Data in this exercise
%%

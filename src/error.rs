//! Errors shared by the hook client and the reconciler.

use std::fmt;
use thiserror::Error;

/// Failure of a single call against the hook provider.
#[derive(Debug, Error)]
pub enum RemoteError {
    #[error("remote provider unavailable: {0}")]
    Unavailable(String),

    #[error("authentication rejected: {0}")]
    Auth(String),

    #[error("hook configuration rejected: {0}")]
    ValidationRejected(String),

    #[error("hook not found")]
    NotFound,
}

impl RemoteError {
    /// Only outages are worth retrying; the reconciler itself never does.
    pub fn is_transient(&self) -> bool {
        matches!(self, RemoteError::Unavailable(_))
    }
}

#[derive(Debug, Clone, Copy, PartialEq, Eq)]
pub enum Operation {
    List,
    Delete,
    Create,
}

impl fmt::Display for Operation {
    fn fmt(&self, f: &mut fmt::Formatter<'_>) -> fmt::Result {
        f.write_str(match self {
            Operation::List => "list",
            Operation::Delete => "delete hook",
            Operation::Create => "create hook",
        })
    }
}

#[derive(Debug, Error)]
pub enum ReconcileError {
    #[error("reconciler used before initialize() completed")]
    NotSetup,

    #[error("{operation} {target} in {scope} failed: {source}")]
    Remote {
        operation: Operation,
        target: String,
        scope: String,
        #[source]
        source: RemoteError,
    },
}

impl ReconcileError {
    pub fn remote(&self) -> Option<&RemoteError> {
        match self {
            ReconcileError::Remote { source, .. } => Some(source),
            ReconcileError::NotSetup => None,
        }
    }
}

#[cfg(test)]
mod tests {
    use super::*;

    #[test]
    fn remote_error_carries_operation_target_and_scope() {
        let err = ReconcileError::Remote {
            operation: Operation::Delete,
            target: "#42".into(),
            scope: "octo/hello".into(),
            source: RemoteError::Unavailable("connection reset".into()),
        };
        assert_eq!(
            err.to_string(),
            "delete hook #42 in octo/hello failed: remote provider unavailable: connection reset"
        );
        assert!(err.remote().unwrap().is_transient());
    }

    #[test]
    fn only_unavailable_is_transient() {
        assert!(!RemoteError::Auth("bad token".into()).is_transient());
        assert!(!RemoteError::ValidationRejected("url".into()).is_transient());
        assert!(!RemoteError::NotFound.is_transient());
        assert!(ReconcileError::NotSetup.remote().is_none());
    }
}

%%

What is expected
Find the lines of the listing above that hold "reconciler". Please copy them.

The completed task
//! Errors shared by the hook client and the reconciler.
    /// Only outages are worth retrying; the reconciler itself never does.
    #[error("reconciler used before initialize() completed")]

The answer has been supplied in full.